July 2 (EUROPA PRESS) –
Amnesty International has dedicated this Sunday a memory to the 60 activists and civil society actors “unjustly” imprisoned for ten years in the country, which is hosting the United Nations Conference on Climate Change (COP28) at the end of this year. despite this “blemish” on his Human Rights record.
In March 2012, the Emirati authorities organized a mass trial of people linked to Al Isla, an organization affiliated with the Muslim Brotherhood, because, in the words of the prosecution, it sought to change the “system of government” in the country.
The process led, in July of the following year, to 69 convicts of whom 60 remain in prison, including 51 people who have completed their sentences but are still detained under the pretext of “advice against extremism”.
Fifty-two organizations, including Amnesty International, have issued a petition calling on the Emirates for their immediate release, as well as that of other prisoners “arbitrarily detained in the country.”
“Although we are halfway through the year that the Emirates will occupy the international spotlight with COP28, the government has not released any of the 60 Emiratis it unjustly imprisoned in 2013,” lamented Amnesty International’s regional director for the Middle East. and North Africa, Heba Morayef.

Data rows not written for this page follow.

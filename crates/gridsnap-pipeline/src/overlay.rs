//! Detection overlay for visual inspection.

use image::Rgba;
use imageproc::drawing::{draw_hollow_circle_mut, draw_line_segment_mut};

use crate::types::{Dimensions, Quad, RgbaImage};

/// Outline color of the detected quadrilateral.
pub const OUTLINE: Rgba<u8> = Rgba([255, 0, 0, 255]);

/// Corner marker color.
pub const MARKER: Rgba<u8> = Rgba([0, 160, 255, 255]);

/// Draw `corners` onto a copy of `image`: the quadrilateral outline plus
/// a ring around each corner. Stroke width grows with image size.
#[must_use]
#[allow(
    clippy::cast_possible_truncation,
    clippy::cast_possible_wrap,
    clippy::cast_precision_loss
)]
pub fn draw_detection(image: &RgbaImage, corners: &Quad) -> RgbaImage {
    let mut canvas = image.clone();
    let longest = Dimensions::of(image).longest_side();
    let stroke = (longest / 400).max(1);
    let radius = (longest / 60).max(4);

    let points = corners.to_array();
    for (i, from) in points.iter().enumerate() {
        let to = points[(i + 1) % points.len()];
        for offset in 0..stroke {
            let d = offset as f32;
            draw_line_segment_mut(
                &mut canvas,
                (from.x as f32 + d, from.y as f32),
                (to.x as f32 + d, to.y as f32),
                OUTLINE,
            );
            draw_line_segment_mut(
                &mut canvas,
                (from.x as f32, from.y as f32 + d),
                (to.x as f32, to.y as f32 + d),
                OUTLINE,
            );
        }
    }

    for p in points {
        let center = (p.x.round() as i32, p.y.round() as i32);
        for r in radius..radius + stroke {
            draw_hollow_circle_mut(&mut canvas, center, r as i32, MARKER);
        }
    }
    canvas
}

The researcher has also lamented that “governments that could influence the United Arab Emirates have kept a disappointing silence on the need for these prisoners to be released immediately.”
“COP28 will not generate the ambitious action we need to prevent climate breakdown if it takes place in an environment where the host state has laws restricting the freedom of expression of participants and a history of strangling civil society,” he said. added.
“If governments around the world want to ensure that COP28 is not marred by repression and succeeds in implementing urgent and effective climate action, they must act now by pressing the Emirati government to urgently release these prisoners.” , has riveted.